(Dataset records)
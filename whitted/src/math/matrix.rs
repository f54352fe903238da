use std::ops::Mul;

use super::Vector3;

/// An affine transform: a 3x3 linear part plus a translation (`x`, `y`, `z`).
#[derive(Clone, Copy, Debug, PartialEq)]
pub struct Matrix {
    pub x: f64,
    pub y: f64,
    pub z: f64,
    pub m00: f64,
    pub m01: f64,
    pub m02: f64,
    pub m10: f64,
    pub m11: f64,
    pub m12: f64,
    pub m20: f64,
    pub m21: f64,
    pub m22: f64,
}

impl Matrix {
    /// Create a translation matrix.
    pub fn translation(v: Vector3) -> Self {
        Matrix {
            x: v.x,
            y: v.y,
            z: v.z,
            ..Default::default()
        }
    }

    /// Create a (possibly non-uniform) scale matrix.
    pub fn scale(s: Vector3) -> Self {
        Matrix {
            m00: s.x,
            m11: s.y,
            m22: s.z,
            ..Default::default()
        }
    }

    #[rustfmt::skip]
    fn euler_matrices(x: f64, y: f64, z: f64) -> (Self, Self, Self) {
        (
            Matrix { x: 0., y: 0., z: 0., m00: 1., m01: 0., m02: 0., m10: 0., m11: x.cos(), m12: -x.sin(), m20: 0., m21: x.sin(), m22: x.cos() },
            Matrix { x: 0., y: 0., z: 0., m00: y.cos(), m01: 0., m02: y.sin(), m10: 0., m11: 1., m12: 0., m20: -y.sin(), m21: 0., m22: y.cos() },
            Matrix { x: 0., y: 0., z: 0., m00: z.cos(), m01: -z.sin(), m02: 0., m10: z.sin(), m11: z.cos(), m12: 0., m20: 0., m21: 0., m22: 1. },
        )
    }

    /// Create a new rotation matrix from Euler angles (radians) applied in XYZ order.
    pub fn from_euler_xyz(x: f64, y: f64, z: f64) -> Self {
        let (a, b, c) = Self::euler_matrices(x, y, z);
        a * b * c
    }

    /// Get the rowed components of this matrix.
    #[rustfmt::skip]
    pub fn rowed_components(self) -> [[f64; 4]; 4] {
        [
            [self.m00, self.m01, self.m02, self.x],
            [self.m10, self.m11, self.m12, self.y],
            [self.m20, self.m21, self.m22, self.z],
            [0., 0., 0., 1.],
        ]
    }

    /// The linear part transposed, with no translation.
    pub fn transpose_linear(self) -> Self {
        Matrix {
            x: 0.,
            y: 0.,
            z: 0.,
            m00: self.m00,
            m01: self.m10,
            m02: self.m20,
            m10: self.m01,
            m11: self.m11,
            m12: self.m21,
            m20: self.m02,
            m21: self.m12,
            m22: self.m22,
        }
    }

    /// Transform a direction. Translation is ignored.
    pub fn transform_vector(self, v: Vector3) -> Vector3 {
        Vector3::new(
            self.m00 * v.x + self.m01 * v.y + self.m02 * v.z,
            self.m10 * v.x + self.m11 * v.y + self.m12 * v.z,
            self.m20 * v.x + self.m21 * v.y + self.m22 * v.z,
        )
    }

    /// Transform a position.
    pub fn transform_point(self, p: Vector3) -> Vector3 {
        self.transform_vector(p) + Vector3::new(self.x, self.y, self.z)
    }
}

impl Default for Matrix {
    fn default() -> Self {
        Self {
            x: 0.,
            y: 0.,
            z: 0.,
            m00: 1.,
            m01: 0.,
            m02: 0.,
            m10: 0.,
            m11: 1.,
            m12: 0.,
            m20: 0.,
            m21: 0.,
            m22: 1.,
        }
    }
}

impl Mul for Matrix {
    type Output = Self;

    fn mul(self, rhs: Self) -> Self::Output {
        let a = self.rowed_components();
        let b = rhs.rowed_components();
        let mut o = [[0.; 4]; 4];

        for i in 0..4 {
            for j in 0..4 {
                for k in 0..4 {
                    o[i][j] += a[i][k] * b[k][j];
                }
            }
        }

        Self {
            x: o[0][3],
            y: o[1][3],
            z: o[2][3],
            m00: o[0][0],
            m01: o[0][1],
            m02: o[0][2],
            m10: o[1][0],
            m11: o[1][1],
            m12: o[1][2],
            m20: o[2][0],
            m21: o[2][1],
            m22: o[2][2],
        }
    }
}
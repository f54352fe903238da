use crate::{
    math::{Ray, Vector3},
    scene::EPSILON,
};

use super::{Hit, Intersect};

/// The half-extent of the unit box on every axis.
const HALF: f64 = 0.5;

/// An axis-aligned unit box centered at the origin. Size and placement come
/// from the object's transform.
#[derive(Debug, Clone, Copy, Default)]
pub struct Cuboid;

fn axis_normal(axis: usize, sign: f64) -> Vector3 {
    match axis {
        0 => Vector3::new(sign, 0., 0.),
        1 => Vector3::new(0., sign, 0.),
        _ => Vector3::new(0., 0., sign),
    }
}

impl Intersect for Cuboid {
    /// Slab test against the three pairs of planes. When the ray starts inside
    /// the box the exit face is reported instead of the entry face behind it.
    fn intersect_local(&self, ray: &Ray) -> Option<Hit> {
        let mut t_near = f64::NEG_INFINITY;
        let mut t_far = f64::INFINITY;
        let mut n_near = Vector3::zero();
        let mut n_far = Vector3::zero();

        for axis in 0..3 {
            let origin = ray.origin.axis(axis);
            let dir = ray.direction.axis(axis);

            if dir.abs() < EPSILON {
                // parallel to this pair of planes
                if !(-HALF..=HALF).contains(&origin) {
                    return None;
                }
                continue;
            }

            let mut t1 = (-HALF - origin) / dir;
            let mut t2 = (HALF - origin) / dir;
            let mut n1 = axis_normal(axis, -1.);
            if t1 > t2 {
                std::mem::swap(&mut t1, &mut t2);
                n1 = -n1;
            }

            if t1 > t_near {
                t_near = t1;
                n_near = n1;
            }
            if t2 < t_far {
                t_far = t2;
                n_far = -n1;
            }

            // box is missed or is behind the ray
            if t_near > t_far || t_far < EPSILON {
                return None;
            }
        }

        // every axis was parallel; only a zero direction gets here
        if t_far.is_infinite() {
            return None;
        }

        if t_near > EPSILON {
            Some(Hit::new(t_near, n_near))
        } else {
            Some(Hit::new(t_far, n_far))
        }
    }
}
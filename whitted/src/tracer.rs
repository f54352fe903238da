use crate::{
    material::Material,
    math::{refract, Color, Ray, Refraction, Vector3},
    media::MediaStack,
    object::Intersection,
    scene::{Scene, EPSILON},
};

/// Recursion limits for secondary rays. Defaults are provided.
#[derive(Debug, Clone, Copy, PartialEq)]
pub struct TraceOptions {
    /// The maximum number of reflect/refract bounces from a primary ray.
    pub max_depth: u32,

    /// Rays whose intensity falls to this value or below are not continued.
    /// Zero disables the cutoff.
    pub intensity_threshold: f64,
}

impl Default for TraceOptions {
    fn default() -> Self {
        Self {
            max_depth: 5,
            intensity_threshold: 0.,
        }
    }
}

/// Recursive Whitted tracer over a borrowed, immutable scene.
#[derive(Debug, Clone, Copy)]
pub struct Tracer<'s> {
    scene: &'s Scene,
    options: TraceOptions,
}

impl<'s> Tracer<'s> {
    pub fn new(scene: &'s Scene, options: TraceOptions) -> Self {
        Self { scene, options }
    }

    pub fn options(&self) -> &TraceOptions {
        &self.options
    }

    /// Trace the primary ray through `(x, y)` on the image plane, both in 0-1
    /// with `y = 0` at the bottom. The result is clamped into 0-1.
    pub fn trace(&self, x: f64, y: f64) -> Color {
        let ray = self.scene.camera.ray_through(x, y);
        let mut media = MediaStack::new();
        self.trace_ray(&ray, Vector3::one(), 0, 1., &mut media)
            .clamp01()
    }

    /// Trace out a ray, getting its color. `threshold` is the product of every
    /// `kr`/`kt` weight above this call and `intensity` its scalar magnitude.
    /// The media stack is left as it was found.
    pub fn trace_ray(
        &self,
        ray: &Ray,
        threshold: Color,
        depth: u32,
        intensity: f64,
        media: &mut MediaStack<'s>,
    ) -> Color {
        let hit = match self.scene.intersect(ray) {
            Some(hit) => hit,
            None => return self.background(ray),
        };

        let material = hit.material;
        let mut color = material.shade(self.scene, ray, &hit) * threshold;

        if !self.should_recurse(depth, intensity) {
            return color;
        }

        if material.is_reflective() {
            color += self.reflection(ray, &hit, threshold, depth, intensity, media);
        }

        if material.is_transmissive() {
            color += self.transmission(ray, &hit, threshold, depth, intensity, media);
        }

        color
    }

    fn should_recurse(&self, depth: u32, intensity: f64) -> bool {
        let threshold = self.options.intensity_threshold;
        depth < self.options.max_depth && (threshold == 0. || intensity > threshold)
    }

    /// Project an escaped ray back onto the image plane and sample the background.
    fn background(&self, ray: &Ray) -> Color {
        let background = match &self.scene.background {
            Some(background) => background,
            None => return Vector3::zero(),
        };

        match self.scene.camera.project(ray.direction) {
            Some((u, v)) => background.sample(u, v),
            None => Vector3::zero(),
        }
    }

    fn reflection(
        &self,
        ray: &Ray,
        hit: &Intersection<'s>,
        threshold: Color,
        depth: u32,
        intensity: f64,
        media: &mut MediaStack<'s>,
    ) -> Color {
        let kr = hit.material.kr;

        // start just off the surface, on the side the ray came from
        let side = if ray.direction.dot(hit.normal) > 0. {
            -hit.normal
        } else {
            hit.normal
        };
        let reflected = ray.reflect(hit.point(ray) + side * EPSILON, hit.normal);

        kr * self.trace_ray(
            &reflected,
            threshold * kr,
            depth + 1,
            intensity * kr.magnitude(),
            media,
        )
    }

    fn transmission(
        &self,
        ray: &Ray,
        hit: &Intersection<'s>,
        threshold: Color,
        depth: u32,
        intensity: f64,
        media: &mut MediaStack<'s>,
    ) -> Color {
        let material: &'s Material = hit.material;
        let exiting = media.is_inside(material);

        let (normal, to) = if exiting {
            (-hit.normal, media.outside())
        } else {
            (hit.normal, material)
        };
        let nr = media.top().index / to.index;

        let dir = match refract(ray.direction, normal, nr) {
            Refraction::Transmitted(dir) => dir.normalize(),
            Refraction::TotalInternalReflection => return Vector3::zero(),
        };
        let transmitted = Ray::new(hit.point(ray) - normal * EPSILON, dir);

        let kt = material.kt;
        let next = |media: &mut MediaStack<'s>| {
            self.trace_ray(
                &transmitted,
                threshold * kt,
                depth + 1,
                intensity * kt.magnitude(),
                media,
            )
        };

        let color = if exiting {
            let left = media.pop();
            let color = next(media);
            if let Some(left) = left {
                media.push(left);
            }
            color
        } else {
            media.push(material);
            let color = next(media);
            media.pop();
            color
        };

        kt * color
    }
}
use crate::{math::Ray, scene::EPSILON};

use super::{Hit, Intersect};

/// A sphere of radius 0.5 centered at the origin, matching the unit box. Radius
/// and placement come from the object's transform.
#[derive(Debug, Clone, Copy, Default)]
pub struct Sphere;

const RADIUS: f64 = 0.5;

impl Intersect for Sphere {
    fn intersect_local(&self, ray: &Ray) -> Option<Hit> {
        let a = ray.direction.dot(ray.direction);
        let b = ray.origin.dot(ray.direction);
        let c = ray.origin.dot(ray.origin) - RADIUS * RADIUS;

        let discriminant = b * b - a * c;
        if discriminant < 0. {
            return None;
        }

        let root = discriminant.sqrt();
        let near = (-b - root) / a;
        let far = (-b + root) / a;

        // prefer the near root, fall back to the far one when starting inside
        let t = if near > EPSILON {
            near
        } else if far > EPSILON {
            far
        } else {
            return None;
        };

        Some(Hit::new(t, ray.at(t).normalize()))
    }
}

#[cfg(test)]
mod tests {
    use super::*;
    use crate::math::Vector3;
    use approx::assert_abs_diff_eq;

    #[test]
    fn test_outside_hit() {
        let ray = Ray::new(Vector3::new(0., 0., -2.), Vector3::new(0., 0., 1.));
        let hit = Sphere.intersect_local(&ray).unwrap();
        assert_abs_diff_eq!(hit.t, 1.5);
        assert_eq!(hit.normal, Vector3::new(0., 0., -1.));
    }

    #[test]
    fn test_inside_hit_keeps_outward_normal() {
        let ray = Ray::new(Vector3::zero(), Vector3::new(0., 1., 0.));
        let hit = Sphere.intersect_local(&ray).unwrap();
        assert_abs_diff_eq!(hit.t, 0.5);
        assert_eq!(hit.normal, Vector3::new(0., 1., 0.));
    }

    #[test]
    fn test_miss() {
        let ray = Ray::new(Vector3::new(0., 1., -2.), Vector3::new(0., 0., 1.));
        assert!(Sphere.intersect_local(&ray).is_none());
        let behind = Ray::new(Vector3::new(0., 0., 2.), Vector3::new(0., 0., 1.));
        assert!(Sphere.intersect_local(&behind).is_none());
    }
}
use crate::{
    background::Background,
    camera::Camera,
    lighting::{Light, LightSource},
    math::{Color, Ray},
    object::{Intersection, SceneObject},
};

/// A very small value, close to zero, to keep rays from re-hitting the surface
/// they leave.
pub const EPSILON: f64 = 0.00001;

/// A scene, which contains a list of objects, lights, and a camera to render from.
#[derive(Debug, Default)]
pub struct Scene {
    pub objects: Vec<SceneObject>,
    pub lights: Vec<Light>,
    pub camera: Camera,

    /// The scene's own ambient term, before ambient lights are added.
    pub ambient: Color,

    /// Sampled where rays escape. Black when unset.
    pub background: Option<Box<dyn Background>>,
}

impl Scene {
    /// Find the nearest object struck by a ray.
    pub fn intersect(&self, ray: &Ray) -> Option<Intersection<'_>> {
        // For now every object is tested; scenes are small.
        self.objects
            .iter()
            .filter_map(|object| object.intersect(ray))
            .min_by(|a, b| a.t.total_cmp(&b.t))
    }

    /// The ambient term plus the color of every ambient light.
    pub fn ambient(&self) -> Color {
        self.lights
            .iter()
            .filter(|light| light.is_ambient())
            .fold(self.ambient, |sum, light| sum + light.color())
    }

    /// Lights that take part in diffuse and specular shading.
    pub fn direct_lights(&self) -> impl Iterator<Item = &Light> {
        self.lights.iter().filter(|light| !light.is_ambient())
    }

    pub fn camera(&self) -> &Camera {
        &self.camera
    }
}

#[cfg(test)]
mod tests {
    use super::*;
    use crate::{
        lighting::{Ambient, Point},
        material::Material,
        math::Vector3,
        object::{Cuboid, Sphere, Transform},
    };
    use approx::assert_abs_diff_eq;

    #[test]
    fn test_nearest_object_wins() {
        let far = Material {
            kd: Vector3::one(),
            ..Default::default()
        };
        let scene = Scene {
            objects: vec![
                SceneObject::new(Cuboid, Transform::translation(Vector3::new(0., 0., -10.)), far),
                SceneObject::new(Sphere, Transform::translation(Vector3::new(0., 0., -3.)), Material::default()),
            ],
            ..Default::default()
        };

        let hit = scene
            .intersect(&Ray::new(Vector3::zero(), Vector3::new(0., 0., -1.)))
            .unwrap();
        assert_abs_diff_eq!(hit.t, 2.5, epsilon = 1e-9);
        assert!(std::ptr::eq(hit.object, &scene.objects[1]));
    }

    #[test]
    fn test_empty_scene_misses() {
        let scene = Scene::default();
        assert!(scene
            .intersect(&Ray::new(Vector3::zero(), Vector3::new(0., 0., -1.)))
            .is_none());
    }

    #[test]
    fn test_ambient_lights_fold_into_ambient() {
        let scene = Scene {
            lights: vec![
                Ambient::new(Vector3::new(0.1, 0.2, 0.3)).into(),
                Point::new(Vector3::one(), Vector3::zero()).into(),
            ],
            ambient: Vector3::new(0.1, 0.1, 0.1),
            ..Default::default()
        };

        let ambient = scene.ambient();
        assert_abs_diff_eq!(ambient.x, 0.2, epsilon = 1e-12);
        assert_abs_diff_eq!(ambient.z, 0.4, epsilon = 1e-12);
        assert_eq!(scene.direct_lights().count(), 1);
    }
}
use crate::{
    math::{Color, Vector3},
    scene::Scene,
};

use super::{transmitted_light, LightSource};

/// A directional light, which has no position, just a vector direction that is
/// true for all points in the world.
#[derive(Debug, Clone, PartialEq)]
pub struct Directional {
    /// The color of this light.
    pub color: Color,

    /// The unit direction the light travels in.
    pub orientation: Vector3,
}

impl Directional {
    /// Create a directional light. The orientation is normalized.
    pub fn new(color: Color, orientation: Vector3) -> Self {
        Self {
            color,
            orientation: orientation.normalize(),
        }
    }
}

impl LightSource for Directional {
    fn color(&self) -> Color {
        self.color
    }

    /// Infinitely far away, so there is no falloff.
    fn distance_attenuation(&self, _point: Vector3) -> f64 {
        1.
    }

    fn shadow_attenuation(&self, scene: &Scene, point: Vector3) -> Color {
        transmitted_light(scene, point, self.direction(point), self.color, None)
    }

    fn direction(&self, _point: Vector3) -> Vector3 {
        -self.orientation
    }
}
//! Traversal engine - the page-by-page walk over a book
//!
//! The engine runs in two phases:
//! 1. **Search**: open the search page once and read the first result
//! 2. **Chapter walk**: follow "previous chapter" links from the latest chapter
//!    back towards the first, one page at a time
//!
//! The walk is an explicit loop over `(current URL, chapters, hop budget)`. It stops
//! when one of these guards fires:
//!
//! | Guard | Condition | Effect |
//! |-------|-----------|--------|
//! | End of chain | no next URL | return chapters |
//! | Cycle | resolved next URL already recorded | drop page, return chapters |
//! | End of book | page has no title | drop page, return chapters |
//! | Hop budget | budget spent | next URL ignored, walk ends after this page |
//!
//! The cycle guard only compares next-link values, so a longer loop through
//! distinct URLs is bounded by the hop budget alone.

use crate::crawler::extractor::{FieldExtractor, SiteRules};
use crate::crawler::model::{BookQuery, Chapter, SearchResult};
use crate::session::{PageSession, SessionResult};
use crate::url::{build_search_url, resolve_link};

/// Default number of chapter pages a walk may visit
pub const DEFAULT_MAX_CHAPTERS: u32 = 1000;

/// Why a chapter walk ended
#[derive(Debug, Clone, Copy, PartialEq, Eq)]
pub enum StopReason {
    /// The last page had no previous-chapter link
    EndOfChain,
    /// A page pointed at a link that was already followed
    Cycle,
    /// A page had no chapter title
    EndOfBook,
    /// The hop budget ran out and the last discovered link was ignored
    BudgetExhausted,
}

/// Result of a chapter walk
#[derive(Debug, Clone, PartialEq, Eq)]
pub struct ChapterWalk {
    /// Chapters in traversal order (latest first)
    pub chapters: Vec<Chapter>,
    pub stop: StopReason,
    /// Pages opened during the walk
    pub hops: u32,
}

/// Remaining number of chapter pages a walk may visit
#[derive(Debug, Clone, Copy, PartialEq, Eq)]
pub struct HopBudget {
    remaining: u32,
}

impl HopBudget {
    pub fn new(cap: u32) -> Self {
        Self { remaining: cap }
    }

    /// Spends one hop and reports whether links found on this page may be followed
    ///
    /// The hop that spends the last unit may not follow its link, so a cap of `n`
    /// admits at most `n` chapters.
    pub fn consume(&mut self) -> bool {
        self.remaining = self.remaining.saturating_sub(1);
        self.remaining > 0
    }

    pub fn remaining(&self) -> u32 {
        self.remaining
    }
}

/// Returns true if following `candidate` would revisit a link already recorded
pub fn closes_cycle(chapters: &[Chapter], candidate: Option<&str>) -> bool {
    chapters
        .iter()
        .any(|chapter| chapter.next_url.as_deref() == candidate)
}

/// Returns true if the extracted page marks the end of the book
///
/// A page the chapter rules do not recognize also lands here.
pub fn is_end_of_book(chapter: &Chapter) -> bool {
    chapter.title.is_empty()
}

/// Drives a page session through the search and chapter phases
pub struct TraversalEngine<'a, S: PageSession + ?Sized> {
    session: &'a mut S,
    rules: &'a SiteRules,
    max_chapters: u32,
}

impl<'a, S: PageSession + ?Sized> TraversalEngine<'a, S> {
    pub fn new(session: &'a mut S, rules: &'a SiteRules, max_chapters: u32) -> Self {
        Self {
            session,
            rules,
            max_chapters,
        }
    }

    /// Opens the search page for `query` and reads the first result
    ///
    /// The returned `next_url` is already resolved against the search page origin.
    pub async fn search(&mut self, query: &BookQuery) -> SessionResult<SearchResult> {
        let url = build_search_url(&self.rules.search_url, query.as_str());
        let page = self.session.open(&url).await?;

        let result = self.rules.search.extract(&page.markup);
        if !result.is_found() {
            return Ok(result);
        }

        let next_url = resolve_link(&page.origin, result.next_url.as_deref());
        Ok(SearchResult {
            title: result.title,
            next_url,
        })
    }

    /// Walks the chapter chain starting at `start`
    ///
    /// Navigation failures abort the walk and are returned as-is; chapters
    /// gathered so far are discarded with it.
    pub async fn walk(&mut self, start: Option<String>) -> SessionResult<ChapterWalk> {
        let mut chapters: Vec<Chapter> = Vec::new();
        let mut budget = HopBudget::new(self.max_chapters);
        let mut current = start;
        let mut hops = 0;
        let mut link_suppressed = false;

        while let Some(url) = current {
            let page = self.session.open(&url).await?;
            let mut chapter = self.rules.chapter.extract(&page.markup);
            hops += 1;

            let link = if budget.consume() {
                chapter.next_url.take()
            } else {
                link_suppressed = chapter.next_url.is_some();
                None
            };
            let next = resolve_link(&page.origin, link.as_deref());

            if closes_cycle(&chapters, next.as_deref()) {
                tracing::warn!("Duplicate chapter link {:?} on {}, stopping", next, url);
                return Ok(ChapterWalk {
                    chapters,
                    stop: StopReason::Cycle,
                    hops,
                });
            }

            if is_end_of_book(&chapter) {
                tracing::info!("Reached end of book at {}", url);
                return Ok(ChapterWalk {
                    chapters,
                    stop: StopReason::EndOfBook,
                    hops,
                });
            }

            tracing::info!("Chapter: {}", chapter.title);
            tracing::debug!(
                "Next link: {:?} ({} hops left)",
                next,
                budget.remaining()
            );

            chapter.next_url = next.clone();
            chapters.push(chapter);
            current = next;
        }

        let stop = if link_suppressed {
            tracing::warn!("Chapter limit of {} reached", self.max_chapters);
            StopReason::BudgetExhausted
        } else {
            StopReason::EndOfChain
        };

        Ok(ChapterWalk {
            chapters,
            stop,
            hops,
        })
    }
}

Work item: Write out exactly, and only, each line from the one with "end of book at" down to the last line of the records above.

Response to the task:
                tracing::info!("Reached end of book at {}", url);
                return Ok(ChapterWalk {
                    chapters,
                    stop: StopReason::EndOfBook,
                    hops,
                });
            }

            tracing::info!("Chapter: {}", chapter.title);
            tracing::debug!(
                "Next link: {:?} ({} hops left)",
                next,
                budget.remaining()
            );

            chapter.next_url = next.clone();
            chapters.push(chapter);
            current = next;
        }

        let stop = if link_suppressed {
            tracing::warn!("Chapter limit of {} reached", self.max_chapters);
            StopReason::BudgetExhausted
        } else {
            StopReason::EndOfChain
        };

        Ok(ChapterWalk {
            chapters,
            stop,
            hops,
        })
    }
}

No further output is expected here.